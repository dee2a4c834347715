//! One physical upstream connection tracked by the pool.

use crate::event::TimerId;
use crate::upstream::HostDescription;
use std::fmt;
use std::sync::Arc;

/// Pool-scoped identifier of an active client
#[derive(Debug, Clone, Copy, PartialEq, Eq, Hash, PartialOrd, Ord)]
pub struct ClientId(pub(crate) u64);

impl fmt::Display for ClientId {
    fn fmt(&self, f: &mut fmt::Formatter<'_>) -> fmt::Result {
        write!(f, "{}", self.0)
    }
}

/// Lifecycle of a client. A client is in exactly one state; the pool's
/// bucket views are derived from it.
#[derive(Debug, Clone, Copy, PartialEq, Eq)]
pub enum ClientState {
    /// TCP/handshake in progress
    Connecting,
    /// Connected and able to accept streams
    Ready,
    /// Connected but at stream capacity
    Busy,
    /// Accepting no new streams; existing streams drain
    Draining,
    /// Connection gone; resources released via deferred delete
    Closed,
}

/// One physical connection: state, stream capacity, and timers
pub struct ActiveClient {
    id: ClientId,
    state: ClientState,
    pub(crate) remaining_streams: u64,
    pub(crate) concurrent_stream_limit: u32,
    pub(crate) active_streams: u32,
    pub(crate) connect_timer: Option<TimerId>,
    pub(crate) connection_duration_timer: Option<TimerId>,
    host: Arc<HostDescription>,
}

impl fmt::Debug for ActiveClient {
    fn fmt(&self, f: &mut fmt::Formatter<'_>) -> fmt::Result {
        f.debug_struct("ActiveClient")
            .field("id", &self.id)
            .field("state", &self.state)
            .field("remaining_streams", &self.remaining_streams)
            .field("active_streams", &self.active_streams)
            .finish()
    }
}

impl ActiveClient {
    pub(crate) fn new(
        id: ClientId,
        lifetime_stream_limit: u64,
        concurrent_stream_limit: u32,
        host: Arc<HostDescription>,
        connect_timer: TimerId,
    ) -> Self {
        Self {
            id,
            state: ClientState::Connecting,
            remaining_streams: translate_zero_to_unlimited(lifetime_stream_limit),
            concurrent_stream_limit: concurrent_stream_limit.max(1),
            active_streams: 0,
            connect_timer: Some(connect_timer),
            connection_duration_timer: None,
            host,
        }
    }

    pub fn id(&self) -> ClientId {
        self.id
    }

    pub fn state(&self) -> ClientState {
        self.state
    }

    pub(crate) fn set_state(&mut self, state: ClientState) {
        self.state = state;
    }

    pub fn host(&self) -> &Arc<HostDescription> {
        &self.host
    }

    pub fn active_streams(&self) -> u32 {
        self.active_streams
    }

    pub fn remaining_streams(&self) -> u64 {
        self.remaining_streams
    }

    /// The max-duration timer, present only after the client connected on a
    /// cluster declaring a max connection duration
    pub fn connection_duration_timer(&self) -> Option<TimerId> {
        self.connection_duration_timer
    }

    /// Streams this client could still serve right now. Negative when the
    /// concurrency limit dropped below the in-flight stream count.
    pub fn current_unused_capacity(&self) -> i64 {
        let concurrency_capacity =
            self.concurrent_stream_limit as i64 - self.active_streams as i64;
        (self.remaining_streams.min(i64::MAX as u64) as i64).min(concurrency_capacity)
    }

    /// Capacity the client contributes while connecting: its concurrency
    /// limit bounded by remaining lifetime streams
    pub fn effective_concurrent_stream_limit(&self) -> u64 {
        self.remaining_streams.min(self.concurrent_stream_limit as u64)
    }

    /// Whether the pool may attach another stream here
    pub fn ready_for_stream(&self) -> bool {
        self.state == ClientState::Ready && self.current_unused_capacity() > 0
    }
}

fn translate_zero_to_unlimited(limit: u64) -> u64 {
    if limit == 0 {
        u64::MAX
    } else {
        limit
    }
}

#[cfg(test)]
mod tests {
    use super::*;
    use crate::upstream::ClusterInfo;

    fn test_client(lifetime: u64, concurrent: u32) -> ActiveClient {
        let cluster = Arc::new(ClusterInfo::new("backend"));
        let host = Arc::new(HostDescription::new("tcp://127.0.0.1:80", cluster));
        ActiveClient::new(ClientId(0), lifetime, concurrent, host, crate::event::Dispatcher::new().arm_timer(std::time::Duration::from_secs(1)))
    }

    #[test]
    fn capacity_is_bounded_by_both_limits() {
        let mut client = test_client(100, 4);
        assert_eq!(client.current_unused_capacity(), 4);
        assert_eq!(client.effective_concurrent_stream_limit(), 4);

        client.active_streams = 3;
        assert_eq!(client.current_unused_capacity(), 1);

        client.remaining_streams = 0;
        assert_eq!(client.current_unused_capacity(), 0);
    }

    #[test]
    fn zero_lifetime_limit_means_unlimited() {
        let client = test_client(0, 2);
        assert_eq!(client.remaining_streams(), u64::MAX);
        assert_eq!(client.effective_concurrent_stream_limit(), 2);
    }

    #[test]
    fn capacity_can_go_negative_under_concurrency_reduction() {
        let mut client = test_client(100, 4);
        client.active_streams = 4;
        client.concurrent_stream_limit = 2;
        assert_eq!(client.current_unused_capacity(), -2);
        assert!(!client.ready_for_stream());
    }
}
//! # Configuration Management
//!
//! Defines the configuration structure for the Streamplane data plane core.
//! Settings cover the observability stack and the defaults the discovery and
//! pool subsystems fall back to when the embedder does not override them.

use crate::errors::{Error, Result};
use serde::{Deserialize, Serialize};
use std::time::Duration;

/// Main application configuration
#[derive(Debug, Clone, Serialize, Deserialize, Default)]
pub struct Config {
    /// Observability configuration
    pub observability: ObservabilityConfig,

    /// Extension config discovery configuration
    pub discovery: DiscoveryConfig,

    /// Connection pool defaults
    pub pool: PoolConfig,
}

impl Config {
    /// Load configuration from `STREAMPLANE_*` environment variables,
    /// falling back to defaults for anything unset.
    pub fn from_env() -> Result<Self> {
        let mut config = Config::default();

        if let Ok(level) = std::env::var("STREAMPLANE_LOG_LEVEL") {
            config.observability.log_level = level;
        }
        if let Ok(json) = std::env::var("STREAMPLANE_JSON_LOGGING") {
            config.observability.json_logging = parse_bool("STREAMPLANE_JSON_LOGGING", &json)?;
        }
        if let Ok(enabled) = std::env::var("STREAMPLANE_ENABLE_METRICS") {
            config.observability.enable_metrics =
                parse_bool("STREAMPLANE_ENABLE_METRICS", &enabled)?;
        }
        if let Ok(port) = std::env::var("STREAMPLANE_METRICS_PORT") {
            config.observability.metrics_port = port.parse().map_err(|e| {
                Error::config(format!("Invalid STREAMPLANE_METRICS_PORT '{}': {}", port, e))
            })?;
        }
        if let Ok(prefix) = std::env::var("STREAMPLANE_STAT_PREFIX") {
            config.discovery.stat_prefix = prefix;
        }
        if let Ok(timeout) = std::env::var("STREAMPLANE_CONNECT_TIMEOUT_MS") {
            let ms: u64 = timeout.parse().map_err(|e| {
                Error::config(format!("Invalid STREAMPLANE_CONNECT_TIMEOUT_MS '{}': {}", timeout, e))
            })?;
            config.pool.connect_timeout = Duration::from_millis(ms);
        }

        config.validate()?;
        Ok(config)
    }

    /// Validate the entire configuration
    pub fn validate(&self) -> Result<()> {
        self.observability.validate()?;
        self.pool.validate()?;
        Ok(())
    }
}

/// Observability configuration
#[derive(Debug, Clone, Serialize, Deserialize)]
pub struct ObservabilityConfig {
    /// Log level (trace, debug, info, warn, error)
    pub log_level: String,

    /// Emit JSON structured logs instead of human-readable output
    pub json_logging: bool,

    /// Enable Prometheus metrics export
    pub enable_metrics: bool,

    /// Metrics exporter bind address
    pub metrics_bind_address: String,

    /// Metrics exporter port (0 disables the listener)
    pub metrics_port: u16,

    /// Service name attached to exported metrics
    pub service_name: String,
}

impl Default for ObservabilityConfig {
    fn default() -> Self {
        Self {
            log_level: "info".to_string(),
            json_logging: false,
            enable_metrics: false,
            metrics_bind_address: "127.0.0.1".to_string(),
            metrics_port: 9090,
            service_name: "streamplane".to_string(),
        }
    }
}

impl ObservabilityConfig {
    /// Full metrics bind address, or `None` when the listener is disabled
    pub fn metrics_address(&self) -> Option<String> {
        if self.metrics_port == 0 {
            return None;
        }
        Some(format!("{}:{}", self.metrics_bind_address, self.metrics_port))
    }

    fn validate(&self) -> Result<()> {
        match self.log_level.trim().to_ascii_lowercase().as_str() {
            "trace" | "debug" | "info" | "warn" | "error" => Ok(()),
            _ => Err(Error::config(format!(
                "Invalid log level '{}': must be one of trace, debug, info, warn, error",
                self.log_level
            ))),
        }
    }
}

/// Extension config discovery configuration
#[derive(Debug, Clone, Serialize, Deserialize)]
pub struct DiscoveryConfig {
    /// Stat prefix prepended to every subscription's metric scope
    pub stat_prefix: String,
}

impl Default for DiscoveryConfig {
    fn default() -> Self {
        Self { stat_prefix: "listener.".to_string() }
    }
}

/// Connection pool defaults, applied when a cluster does not override them
#[derive(Debug, Clone, Serialize, Deserialize)]
pub struct PoolConfig {
    /// Upper bound on connection establishment (TCP + handshake)
    pub connect_timeout: Duration,

    /// Lifetime stream limit per connection (0 = unlimited)
    pub per_connection_stream_limit: u64,

    /// Concurrent stream limit per connection
    pub concurrent_stream_limit: u32,

    /// Per-upstream preconnect ratio
    pub preconnect_ratio: f64,
}

impl Default for PoolConfig {
    fn default() -> Self {
        Self {
            connect_timeout: Duration::from_secs(5),
            per_connection_stream_limit: 0,
            concurrent_stream_limit: 1,
            preconnect_ratio: 1.0,
        }
    }
}

impl PoolConfig {
    fn validate(&self) -> Result<()> {
        if self.concurrent_stream_limit == 0 {
            return Err(Error::config("Concurrent stream limit must be at least 1"));
        }
        if self.preconnect_ratio < 1.0 {
            return Err(Error::config("Preconnect ratio cannot be below 1.0"));
        }
        Ok(())
    }
}

fn parse_bool(var: &str, value: &str) -> Result<bool> {
    match value.trim().to_ascii_lowercase().as_str() {
        "true" | "1" | "yes" => Ok(true),
        "false" | "0" | "no" => Ok(false),
        _ => Err(Error::config(format!("Invalid {} '{}': expected a boolean", var, value))),
    }
}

Exercise:
Could you repeat exactly the lines in the listing above from the one with "if let Ok(prefix)" down to the one with "listener is disabled"? Include both of those lines.

Exercise answer:
        if let Ok(prefix) = std::env::var("STREAMPLANE_STAT_PREFIX") {
            config.discovery.stat_prefix = prefix;
        }
        if let Ok(timeout) = std::env::var("STREAMPLANE_CONNECT_TIMEOUT_MS") {
            let ms: u64 = timeout.parse().map_err(|e| {
                Error::config(format!("Invalid STREAMPLANE_CONNECT_TIMEOUT_MS '{}': {}", timeout, e))
            })?;
            config.pool.connect_timeout = Duration::from_millis(ms);
        }

        config.validate()?;
        Ok(config)
    }

    /// Validate the entire configuration
    pub fn validate(&self) -> Result<()> {
        self.observability.validate()?;
        self.pool.validate()?;
        Ok(())
    }
}

/// Observability configuration
#[derive(Debug, Clone, Serialize, Deserialize)]
pub struct ObservabilityConfig {
    /// Log level (trace, debug, info, warn, error)
    pub log_level: String,

    /// Emit JSON structured logs instead of human-readable output
    pub json_logging: bool,

    /// Enable Prometheus metrics export
    pub enable_metrics: bool,

    /// Metrics exporter bind address
    pub metrics_bind_address: String,

    /// Metrics exporter port (0 disables the listener)
    pub metrics_port: u16,

    /// Service name attached to exported metrics
    pub service_name: String,
}

impl Default for ObservabilityConfig {
    fn default() -> Self {
        Self {
            log_level: "info".to_string(),
            json_logging: false,
            enable_metrics: false,
            metrics_bind_address: "127.0.0.1".to_string(),
            metrics_port: 9090,
            service_name: "streamplane".to_string(),
        }
    }
}

impl ObservabilityConfig {
    /// Full metrics bind address, or `None` when the listener is disabled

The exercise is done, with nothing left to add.